Thursday, February 9, 2012

Things I've Learned About Myself

I know I've already done the "Lessons I've Learned" post, but this is different. These are all things I think I've learned about myself...
  • I have some unusual talents (i.e. Procrastinating, British accents, correcting people.. if those count as talents?)
  • I tend to jump into things whole-heartedly right away... not sure if this is good or bad? But I guess it's better to go all out than to hold back, right?
  • I expect the best of people; I wish I knew why. I mean, I've had countless experiences where I thought people could change and they didn't, but I still keep believing. Wish me luck.
  • I'm still trying to decide if I'm the type of girl who always wants a boyfriend or the type of girl who will die alone and be completely okay with it. I mean, it's so nice to have someone who's always there for you and will compliment you and hold you... but then again, I love spending time alone. Sometimes there's nothing better than being home alone with the dog, reading and sleeping. I can't explain it, but I really love spending time by myself. That's why I can see myself just living alone with a dog and being completely okay with my life. Is that sad?

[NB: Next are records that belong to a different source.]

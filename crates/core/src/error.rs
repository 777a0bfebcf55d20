//! Error types for AI-DOC.
//!
//! A single error enum covers configuration, document loading, the two
//! downstream model services, and the vector index invariants. The
//! presentation layer renders failures from [`AppError::kind`], never from
//! a formatted answer string.

use std::path::PathBuf;
use thiserror::Error;

/// Unified error type for AI-DOC.
///
/// All fallible functions return `Result<T, AppError>`.
/// Library code never panics; failures are represented and propagated.
#[derive(Error, Debug)]
pub enum AppError {
    /// Bad parameters or configuration (caller bug)
    #[error("Configuration error: {0}")]
    Config(String),

    /// A source file could not be read or parsed
    #[error("Failed to load document {path:?}: {reason}")]
    DocumentLoad { path: PathBuf, reason: String },

    /// Embedding provider transport or quota failure
    #[error("Embedding service error: {0}")]
    EmbeddingService(String),

    /// Language model transport or quota failure during synthesis
    #[error("Synthesis service error: {0}")]
    SynthesisService(String),

    /// Vectors of different lengths in one index
    #[error("Dimension mismatch at vector {position}: expected {expected}, found {found}")]
    DimensionMismatch {
        expected: usize,
        found: usize,
        position: usize,
    },

    /// An operation that needs at least one item received none
    #[error("Empty input: {0}")]
    EmptyInput(String),

    /// Query against an index with no passages
    #[error("Index contains no passages")]
    EmptyIndex,

    /// Retrieval found nothing and the session is configured to refuse
    #[error("No context found for question")]
    NoContext,

    /// Another build is already in flight
    #[error("Busy: {0}")]
    Busy(String),

    /// Raw LLM provider errors
    #[error("LLM error: {0}")]
    Llm(String),

    /// Prompt template errors
    #[error("Prompt error: {0}")]
    Prompt(String),

    /// I/O and filesystem errors
    #[error("I/O error: {0}")]
    Io(#[from] std::io::Error),

    /// Serialization/deserialization errors
    #[error("Serialization error: {0}")]
    Serialization(String),

    /// Generic errors
    #[error("{0}")]
    Other(String),
}

/// Coarse error category for rendering and matching.
#[derive(Debug, Clone, Copy, PartialEq, Eq, Hash)]
pub enum ErrorKind {
    Configuration,
    DocumentLoad,
    EmbeddingService,
    SynthesisService,
    DimensionMismatch,
    EmptyInput,
    EmptyIndex,
    NoContext,
    Busy,
    Internal,
}

impl ErrorKind {
    /// Stable label used in user-facing output.
    pub fn as_str(&self) -> &'static str {
        match self {
            Self::Configuration => "configuration",
            Self::DocumentLoad => "document-load",
            Self::EmbeddingService => "embedding-service",
            Self::SynthesisService => "synthesis-service",
            Self::DimensionMismatch => "dimension-mismatch",
            Self::EmptyInput => "empty-input",
            Self::EmptyIndex => "empty-index",
            Self::NoContext => "no-context",
            Self::Busy => "busy",
            Self::Internal => "internal",
        }
    }
}

impl std::fmt::Display for ErrorKind {
    fn fmt(&self, f: &mut std::fmt::Formatter<'_>) -> std::fmt::Result {
        f.write_str(self.as_str())
    }
}

impl AppError {
    /// Create a document load error for a path.
    pub fn document_load(path: impl Into<PathBuf>, reason: impl Into<String>) -> Self {
        AppError::DocumentLoad {
            path: path.into(),
            reason: reason.into(),
        }
    }

    /// Category of this error.
    pub fn kind(&self) -> ErrorKind {
        match self {
            AppError::Config(_) | AppError::Prompt(_) => ErrorKind::Configuration,
            AppError::DocumentLoad { .. } => ErrorKind::DocumentLoad,
            AppError::EmbeddingService(_) => ErrorKind::EmbeddingService,
            AppError::SynthesisService(_) | AppError::Llm(_) => ErrorKind::SynthesisService,
            AppError::DimensionMismatch { .. } => ErrorKind::DimensionMismatch,
            AppError::EmptyInput(_) => ErrorKind::EmptyInput,
            AppError::EmptyIndex => ErrorKind::EmptyIndex,
            AppError::NoContext => ErrorKind::NoContext,
            AppError::Busy(_) => ErrorKind::Busy,
            AppError::Io(_) | AppError::Serialization(_) | AppError::Other(_) => {
                ErrorKind::Internal
            }
        }
    }
}

impl From<serde_json::Error> for AppError {
    fn from(err: serde_json::Error) -> Self {
        AppError::Serialization(err.to_string())
    }
}

impl From<serde_yaml::Error> for AppError {
    fn from(err: serde_yaml::Error) -> Self {
        AppError::Serialization(err.to_string())
    }
}

/// Convenience type alias for Results with AppError.
pub type AppResult<T> = Result<T, AppError>;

  • I think I could be an English teacher; it makes me extremely angry when people make simple mistakes (your [give me your food] and you're [You're fat], then [then we took a test] and than [I like him more than her], definitely [Yes, I definitely want to see you this weekend] and defiantly [She defiantly stood her ground] and definately [not a word at all], accept [I can't accept that everyone makes these mistakes] and except [I like everyone except people who make these mistakes] etc.) But seriously, the desire I have to correct all these mistakes is slightly overwhelming.
  • I must enjoy being stressed out because I procrastinate until everything builds up and suffocates me.
  • I'm really unconfrontational; even if stuff bothers me, chances are I'll hold it in until I can't anymore, and then (no I won't confront the person) I'll cry (which I also don't do very often).. But, I think life would be so much easier if I had no problem speaking up and saying exactly what I'm thinking. Oh, well.